For patients who were treated in an I.C.U., Dr. Goitein said, “many improve over the first year, and some need help for symptoms that persist for a year or longer. But most of those who make it through that first year, by three years they are independent.”
Patients’ future prospects depend greatly on the reason they required I.C.U. care in the first place, as well as their age, prior physical condition, emotional health and resilience and their ability to pursue needed rehabilitation. Among those who required prolonged life support, only a minority go directly home after being discharged from the hospital, Dr. Goitein reported. A fifth are transferred to an inpatient rehabilitation facility, another fifth go to a skilled nursing facility and more than a third require long-term acute care.
“Most people focus on very small hopes, and they expect the patient to survive, go home and be the same person he was before,” Dr. Goitein said. “But a long, difficult battle with illness can result in psychiatric as well as physical disability. It’s more stressful than people estimate.”
For patients who needed more than two days of mechanical ventilation in the I.C.U., family caregivers typically spend an average of more than five hours a day giving care during the first half-year after hospital discharge, she said. How well the family copes often depends on how carefully they plan and prepare before the patient comes home. Are there grab bars in the bathroom? Will a walker or wheelchair fit through doorways? Can the patient communicate readily with the caregiver?

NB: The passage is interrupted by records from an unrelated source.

//! Step 3: chronic condition incidence and ongoing effects.

use tsukihi_core::prob::prob_rate_multiply;

use crate::types::{DeathCause, HetOutcome, HivState, RespType};

use super::UpdaterCtx;

/// Prevalent chronic conditions at entry.
pub(crate) fn initial(ctx: &mut UpdaterCtx) {
    if !ctx.sim.chrms.enable {
        return;
    }
    if ctx.patient.disease.hiv_state == HivState::Negative {
        return;
    }
    for i in 0..ctx.sim.chrms.chrms.len() {
        let prevalence = ctx.sim.chrms.chrms[i].prevalence_at_entry;
        if ctx.patient.rng.event(prevalence) {
            ctx.patient.disease.chrms[i] = true;
            ctx.patient.disease.chrm_start_month[i] = Some(0);
            ctx.stats.num_chrm_prevalent[i] += 1;
        }
    }
}

pub(crate) fn monthly(ctx: &mut UpdaterCtx) {
    if !ctx.sim.chrms.enable {
        return;
    }
    let month = ctx.month();
    for i in 0..ctx.sim.chrms.chrms.len() {
        if ctx.patient.disease.chrms[i] {
            apply_ongoing_effects(ctx, i, month);
        } else {
            roll_incidence(ctx, i, month);
        }
    }
}

fn roll_incidence(ctx: &mut UpdaterCtx, chrm: usize, month: u32) {
    let def = &ctx.sim.chrms.chrms[chrm];
    let disease = &ctx.patient.disease;
    let base = if disease.hiv_state == HivState::Negative {
        def.incidence_hiv_negative
    } else {
        def.incidence[disease.cd4_strata().index()]
    };
    if base <= 0.0 {
        return;
    }
    let mut mult = 1.0;
    for (r, has) in ctx.patient.general.risk_factors.iter().enumerate() {
        if *has {
            mult *= def.risk_factor_multipliers.get(r).copied().unwrap_or(1.0);
        }
    }
    let art = &ctx.patient.art;
    if art.on_art
        && art.response_types[HetOutcome::ArtEffectChrm.index()] != RespType::Non
    {
        mult *= def.on_art_multiplier;
    }
    let prob = prob_rate_multiply(base, mult);
    if ctx.patient.rng.event(prob) {
        ctx.patient.disease.chrms[chrm] = true;
        ctx.patient.disease.chrm_start_month[chrm] = Some(month);
        ctx.stats.num_chrm_incident[chrm] += 1;
        let name = ctx.sim.chrms.chrms[chrm].name.clone();
        ctx.trace(format!("CHRM {}", name));
    }
}

fn apply_ongoing_effects(ctx: &mut UpdaterCtx, chrm: usize, month: u32) {
    let start = match ctx.patient.disease.chrm_start_month[chrm] {
        Some(m) => m,
        None => return,
    };
    let def = &ctx.sim.chrms.chrms[chrm];
    let stage = def.stage_for(month - start);
    let cost = def.stage_cost[stage];
    let qol = def.stage_qol_modifier[stage];
    let drr = def.stage_death_rate_ratio[stage];
    ctx.add_medical_cost(cost);
    ctx.accumulate_qol(qol);
    if drr > 1.0 {
        ctx.add_mortality_risk(DeathCause::Chrm(chrm as u8), drr);
    }
}

#[cfg(test)]
mod tests {
    use super::*;
    use crate::inputs::chrms::ChrmDef;
    use crate::inputs::{InputFile, SimContext};
    use crate::rng::SimRng;
    use crate::state::Patient;
    use crate::stats::{CostStats, RunStats};
    use crate::trace::Tracer;

    fn chrm_input(def: ChrmDef) -> InputFile {
        let mut input = InputFile::default();
        input.chrms.enable = true;
        input.chrms.chrms = vec![def];
        input
    }

    #[test]
    fn test_certain_incidence_fires_once() {
        let mut def = ChrmDef::default();
        def.incidence = [1.0; 6];
        let sim = SimContext::from_input(chrm_input(def));
        let mut stats = RunStats::new(&sim);
        let mut costs = CostStats::new(&sim);
        let mut tracer = Tracer::disabled();
        let mut patient = Patient::new(0, &sim, SimRng::new(0));
        patient.disease.hiv_state = HivState::AsymptomaticChronic;
        patient.disease.true_cd4 = 200.0;
        let mut ctx = UpdaterCtx::new(&mut patient, &sim, &mut stats, &mut costs, &mut tracer);
        monthly(&mut ctx);
        assert!(ctx.patient.disease.chrms[0]);
        assert_eq!(ctx.stats.num_chrm_incident[0], 1);
    }

    #[test]
    fn test_staged_effects_add_cost_and_risk() {
        let mut def = ChrmDef::default();
        def.stage_months = [6, 12];
        def.stage_cost = [50.0, 20.0, 10.0];
        def.stage_death_rate_ratio = [3.0, 2.0, 1.5];
        let sim = SimContext::from_input(chrm_input(def));
        let mut stats = RunStats::new(&sim);
        let mut costs = CostStats::new(&sim);
        let mut tracer = Tracer::disabled();
        let mut patient = Patient::new(0, &sim, SimRng::new(0));
        patient.disease.hiv_state = HivState::AsymptomaticChronic;
        patient.disease.chrms[0] = true;
        patient.disease.chrm_start_month[0] = Some(0);
        patient.general.month = 8;
        let mut ctx = UpdaterCtx::new(&mut patient, &sim, &mut stats, &mut costs, &mut tracer);
        monthly(&mut ctx);
        // Month 8 is stage 1.
        assert_eq!(ctx.patient.general.costs_undiscounted, 20.0);
        assert_eq!(ctx.patient.disease.mortality_risks.len(), 1);
        assert_eq!(ctx.patient.disease.mortality_risks[0].death_rate_ratio, 2.0);
    }

    #[test]
    fn test_disabled_module_is_inert() {
        let sim = SimContext::default();
        let mut stats = RunStats::new(&sim);
        let mut costs = CostStats::new(&sim);
        let mut tracer = Tracer::disabled();
        let mut patient = Patient::new(0, &sim, SimRng::new(0));
        let mut ctx = UpdaterCtx::new(&mut patient, &sim, &mut stats, &mut costs, &mut tracer);
        monthly(&mut ctx);
        assert!(ctx.patient.disease.mortality_risks.is_empty());
    }
}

After a long stay in an I.C.U., it’s not uncommon for patients to experience what doctors call “post-intensive care syndrome,” or PICS. “Overall, about half of survivors will have at least one cognitive, psychiatric or physical problem that persists for weeks, months or even years after discharge,” Dr. Goitein wrote. These may include problems with memory, concentration and problem-solving. Emotional consequences like depression, anxiety, post-traumatic stress disorder and sleep disturbances sometimes persist for years. Overcoming I.C.U.-induced physical weakness can take several years, and regaining independence in activities of daily living, like getting dressed and preparing meals, can require fierce determination and infinite patience on the part of both patient and caregiver.
An excellent resource for patients and their families following I.C.U. care is Thrive, an online initiative of the Society for Critical Care Medicine. The site maintains a partial list of clinics that provide specialized care for patients after an I.C.U. stay.
It’s also important for families to know when “enough is enough,” Dr. Goitein said. For patients who’ve been on prolonged life support in the I.C.U., it can be very challenging for families to come to terms with their failure to improve and inability to wean them off the machines keeping them technically alive.
Ideally, well before a life-threatening crisis, patients will have completed an advance directive and assigned a trusted health care proxy or agent, who has a clear understanding of their wishes and can speak for them when they cannot speak for themselves. What are the patients’ values? What makes their life meaningful? What level of disability would they consider intolerable?
The proxy’s job, Dr. Goitein said, “is to put their own desires and beliefs aside and choose what the patient would have wanted for himself,” in effect respecting the autonomy of a terminally ill person who is no longer able to communicate their wishes. When family members disagree, she said, discussion with the doctor in charge may facilitate a decision.